We ended up deciding to push the car back to Luke’s. Jenny clambered over the center console to sit up front and steer while Luke and I strained and pushed against the trunk, but once we were beyond the Murder A&P parking lot, Jenny flung the door open and hopped out. I hollered after her but she waved me away, stalking off in the direction of her mom’s place. Luke cussed under his breath, punched the old Nova’s taillight, and made me take Jenny’s seat up front.

Luke pushed the car down the easy road to his dad’s place on his own, his face blank and cast a rich red by the taillights when I glanced in the rear-view. He thanked me all bro-like when we finally ground to a stop in his rutted dirt driveway, but there was something new and ugly and afraid in his eyes when he mussed my pixie cut up with his knuckles while saying goodnight. Laughing, I ducked out from under his noogie and walked home alone in the dark. Luke had a way of looking at girls that made them think they were the center of the universe, all golden and worthy. The problem with boys that look at you like that is that sooner or later they’ve gotta look away, and once they do, you remember you’re just a person.

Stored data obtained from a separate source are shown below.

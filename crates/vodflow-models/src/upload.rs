//! Resumable-upload state models.

use schemars::JsonSchema;
use serde::{Deserialize, Serialize};
use std::fmt;

use crate::VideoId;

/// Stable identifier for a file's content.
///
/// Rendered as `"{size}:{sha256-hex}"`. The same unmodified file always
/// produces the same fingerprint; files differing in size or content produce
/// different fingerprints with overwhelming probability. Used as the lookup
/// key when deciding whether a newly selected file can resume a prior
/// partial upload.
#[derive(Debug, Clone, PartialEq, Eq, Hash, Serialize, Deserialize, JsonSchema)]
#[serde(transparent)]
pub struct UploadFingerprint(pub String);

impl UploadFingerprint {
    /// Build a fingerprint from a file size and a hex-encoded content digest.
    pub fn new(size: u64, digest_hex: impl AsRef<str>) -> Self {
        Self(format!("{}:{}", size, digest_hex.as_ref()))
    }

    /// Get the inner string.
    pub fn as_str(&self) -> &str {
        &self.0
    }
}

impl fmt::Display for UploadFingerprint {
    fn fmt(&self, f: &mut fmt::Formatter<'_>) -> fmt::Result {
        write!(f, "{}", self.0)
    }
}

impl From<String> for UploadFingerprint {
    fn from(s: String) -> Self {
        Self(s)
    }
}

/// Progress of a partially transferred upload, persisted client-side.
///
/// The entry lives from the first acknowledged chunk until the upload
/// completes or the user discards the resume offer. It may reference a video
/// the server has since deleted; that staleness is detected at resume time.
#[derive(Debug, Clone, PartialEq, Eq, Serialize, Deserialize, JsonSchema)]
pub struct UploadState {
    /// Remote video this upload feeds
    pub video_id: VideoId,
    /// Bytes acknowledged by the server so far
    pub bytes_uploaded: u64,
}

impl UploadState {
    pub fn new(video_id: VideoId, bytes_uploaded: u64) -> Self {
        Self {
            video_id,
            bytes_uploaded,
        }
    }
}
//! Credential transport contract.

use async_trait::async_trait;
use serde::{Deserialize, Serialize};
use tracing::debug;

use crate::error::{AuthError, AuthResult};
use crate::session::SessionTokens;

/// Exchanges a refresh token for a new token pair.
///
/// Implementations talk to the auth service; the coalescer treats every call
/// as a potentially failing external operation.
#[async_trait]
pub trait CredentialTransport: Send + Sync {
    async fn refresh(&self, refresh_token: &str, access_token: &str) -> AuthResult<SessionTokens>;
}

#[derive(Serialize)]
struct RefreshRequest<'a> {
    refresh_token: &'a str,
    access_token: &'a str,
}

#[derive(Deserialize)]
struct RefreshResponse {
    access_token: String,
    refresh_token: String,
    expires_at: chrono::DateTime<chrono::Utc>,
}

/// HTTP credential transport against the auth service.
pub struct HttpCredentialTransport {
    client: reqwest::Client,
    base_url: String,
}

impl HttpCredentialTransport {
    pub fn new(client: reqwest::Client, base_url: impl Into<String>) -> Self {
        Self {
            client,
            base_url: base_url.into(),
        }
    }
}

#[async_trait]
impl CredentialTransport for HttpCredentialTransport {
    async fn refresh(&self, refresh_token: &str, access_token: &str) -> AuthResult<SessionTokens> {
        let url = format!("{}/auth/refresh", self.base_url);
        let response = self
            .client
            .post(&url)
            .json(&RefreshRequest {
                refresh_token,
                access_token,
            })
            .send()
            .await
            .map_err(|e| AuthError::transport(e.to_string()))?;

        let status = response.status();
        if status == reqwest::StatusCode::UNAUTHORIZED || status == reqwest::StatusCode::FORBIDDEN {
            return Err(AuthError::auth_failure(format!(
                "refresh token rejected ({})",
                status
            )));
        }
        if !status.is_success() {
            return Err(AuthError::transport(format!(
                "refresh endpoint returned {}",
                status
            )));
        }

        let body: RefreshResponse = response
            .json()
            .await
            .map_err(|e| AuthError::transport(e.to_string()))?;

        debug!("Refreshed session tokens, expire at {}", body.expires_at);
        Ok(SessionTokens::new(
            body.access_token,
            body.refresh_token,
            body.expires_at,
        ))
    }
}
//! Content fingerprinting for upload resume.

use std::path::Path;

use sha2::{Digest, Sha256};
use tokio::io::AsyncReadExt;

use vodflow_models::UploadFingerprint;

use crate::error::UploadResult;

/// Read size for the digest loop.
const DIGEST_BUF_SIZE: usize = 1024 * 1024;

/// Fingerprint a file by size and content digest.
///
/// Returns the fingerprint and the file size. The digest streams the whole
/// file, so the fingerprint changes whenever the content does; the embedded
/// size makes same-digest-different-length collisions impossible.
pub async fn fingerprint_file(path: &Path) -> UploadResult<(UploadFingerprint, u64)> {
    let mut file = tokio::fs::File::open(path).await?;
    let mut hasher = Sha256::new();
    let mut buf = vec![0u8; DIGEST_BUF_SIZE];
    let mut size: u64 = 0;

    loop {
        let n = file.read(&mut buf).await?;
        if n == 0 {
            break;
        }
        hasher.update(&buf[..n]);
        size += n as u64;
    }

    let digest = hasher.finalize();
    Ok((UploadFingerprint::new(size, format!("{:x}", digest)), size))
}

Jenny didn’t talk to me at church on Sunday, but at school on Monday morning she acted like nothing was the matter at all, so I gave her the pudding out of my lunch and pretended we were all right, too. I didn’t see Luke on Monday, but in gym on Tuesday he had a chipped canine tooth and a black eye that was going yellow at the edges and didn’t smile at anyone all day, not even Jenny, and that made me feel just fine.